▸ Task details
What's required is a verbatim printout of all the data.

Collected data entries
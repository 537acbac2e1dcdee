//! gRPC surface of the item store.
//!
//! [`ShoppingListService`] owns the shared [`ItemStore`](crate::item::ItemStore)
//! and a shutdown channel; each RPC is delegated to a function in
//! [`handlers`] so handlers can be exercised without a transport.

pub mod convert_entity;
pub mod error_mapping;
pub mod handlers;
pub mod structured_error;
mod trait_impl;

use std::path::PathBuf;
use std::sync::Arc;

use tokio::sync::{watch, RwLock};

use crate::item::ItemStore;

// Import generated protobuf types
pub mod proto {
    #![allow(clippy::pedantic)]
    #![allow(clippy::all)]
    tonic::include_proto!("shopping_list");
}

/// File descriptor set for gRPC reflection.
pub const FILE_DESCRIPTOR_SET: &[u8] =
    tonic::include_file_descriptor_set!("shopping_list_descriptor");

/// The item store as shared between concurrent RPCs.
pub type SharedStore = Arc<RwLock<ItemStore>>;

/// Signal type for daemon shutdown
#[derive(Clone, Copy, Debug, PartialEq, Eq)]
pub enum ShutdownSignal {
    None,
    Shutdown,
}

pub struct ShoppingListService {
    store: SharedStore,
    shutdown_tx: Arc<watch::Sender<ShutdownSignal>>,
    exe_path: Option<PathBuf>,
}

impl ShoppingListService {
    #[must_use]
    pub fn new(
        store: SharedStore,
        shutdown_tx: Arc<watch::Sender<ShutdownSignal>>,
        exe_path: Option<PathBuf>,
    ) -> Self {
        Self {
            store,
            shutdown_tx,
            exe_path,
        }
    }

    /// Handle to the store this service mutates.
    #[must_use]
    pub fn store(&self) -> &SharedStore {
        &self.store
    }
}

/// Create an empty store ready to be handed to a [`ShoppingListService`].
#[must_use]
pub fn new_shared_store() -> SharedStore {
    Arc::new(RwLock::new(ItemStore::new()))
}
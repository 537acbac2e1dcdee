use crate::server::proto::{MarkItemCompletedRequest, MarkItemCompletedResponse};
use crate::server::structured_error::to_error_json;
use crate::server::SharedStore;
use tonic::{Response, Status};
use tracing::{info, warn};

pub async fn mark_item_completed(
    store: &SharedStore,
    req: MarkItemCompletedRequest,
) -> Result<Response<MarkItemCompletedResponse>, Status> {
    let result = store.write().await.mark_item_completed(req.id);
    match result {
        Ok(()) => {
            info!(item_id = req.id, "Marked shopping item completed");
            Ok(Response::new(MarkItemCompletedResponse {
                success: true,
                error: String::new(),
            }))
        }
        Err(e) => {
            warn!(item_id = req.id, "Completion rejected: {e}");
            Ok(Response::new(MarkItemCompletedResponse {
                success: false,
                error: to_error_json(&e),
            }))
        }
    }
}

▸ Solution to this task
repository 537acbac2e1dcdee
//! gRPC surface of the item store.
//!
//! [`ShoppingListService`] owns the shared [`ItemStore`](crate::item::ItemStore)
//! and a shutdown channel; each RPC is delegated to a function in
//! [`handlers`] so handlers can be exercised without a transport.

pub mod convert_entity;
pub mod error_mapping;
pub mod handlers;
pub mod structured_error;
mod trait_impl;

use std::path::PathBuf;
use std::sync::Arc;

use tokio::sync::{watch, RwLock};

use crate::item::ItemStore;

// Import generated protobuf types
pub mod proto {
    #![allow(clippy::pedantic)]
    #![allow(clippy::all)]
    tonic::include_proto!("shopping_list");
}

/// File descriptor set for gRPC reflection.
pub const FILE_DESCRIPTOR_SET: &[u8] =
    tonic::include_file_descriptor_set!("shopping_list_descriptor");

/// The item store as shared between concurrent RPCs.
pub type SharedStore = Arc<RwLock<ItemStore>>;

/// Signal type for daemon shutdown
#[derive(Clone, Copy, Debug, PartialEq, Eq)]
pub enum ShutdownSignal {
    None,
    Shutdown,
}

pub struct ShoppingListService {
    store: SharedStore,
    shutdown_tx: Arc<watch::Sender<ShutdownSignal>>,
    exe_path: Option<PathBuf>,
}

impl ShoppingListService {
    #[must_use]
    pub fn new(
        store: SharedStore,
        shutdown_tx: Arc<watch::Sender<ShutdownSignal>>,
        exe_path: Option<PathBuf>,
    ) -> Self {
        Self {
            store,
            shutdown_tx,
            exe_path,
        }
    }

    /// Handle to the store this service mutates.
    #[must_use]
    pub fn store(&self) -> &SharedStore {
        &self.store
    }
}

/// Create an empty store ready to be handed to a [`ShoppingListService`].
#[must_use]
pub fn new_shared_store() -> SharedStore {
    Arc::new(RwLock::new(ItemStore::new()))
}
repository 537acbac2e1dcdee
use crate::server::proto::{MarkItemCompletedRequest, MarkItemCompletedResponse};
use crate::server::structured_error::to_error_json;
use crate::server::SharedStore;
use tonic::{Response, Status};
use tracing::{info, warn};

pub async fn mark_item_completed(
    store: &SharedStore,
    req: MarkItemCompletedRequest,
) -> Result<Response<MarkItemCompletedResponse>, Status> {
    let result = store.write().await.mark_item_completed(req.id);
    match result {
        Ok(()) => {
            info!(item_id = req.id, "Marked shopping item completed");
            Ok(Response::new(MarkItemCompletedResponse {
                success: true,
                error: String::new(),
            }))
        }
        Err(e) => {
            warn!(item_id = req.id, "Completion rejected: {e}");
            Ok(Response::new(MarkItemCompletedResponse {
                success: false,
                error: to_error_json(&e),
            }))
        }
    }
}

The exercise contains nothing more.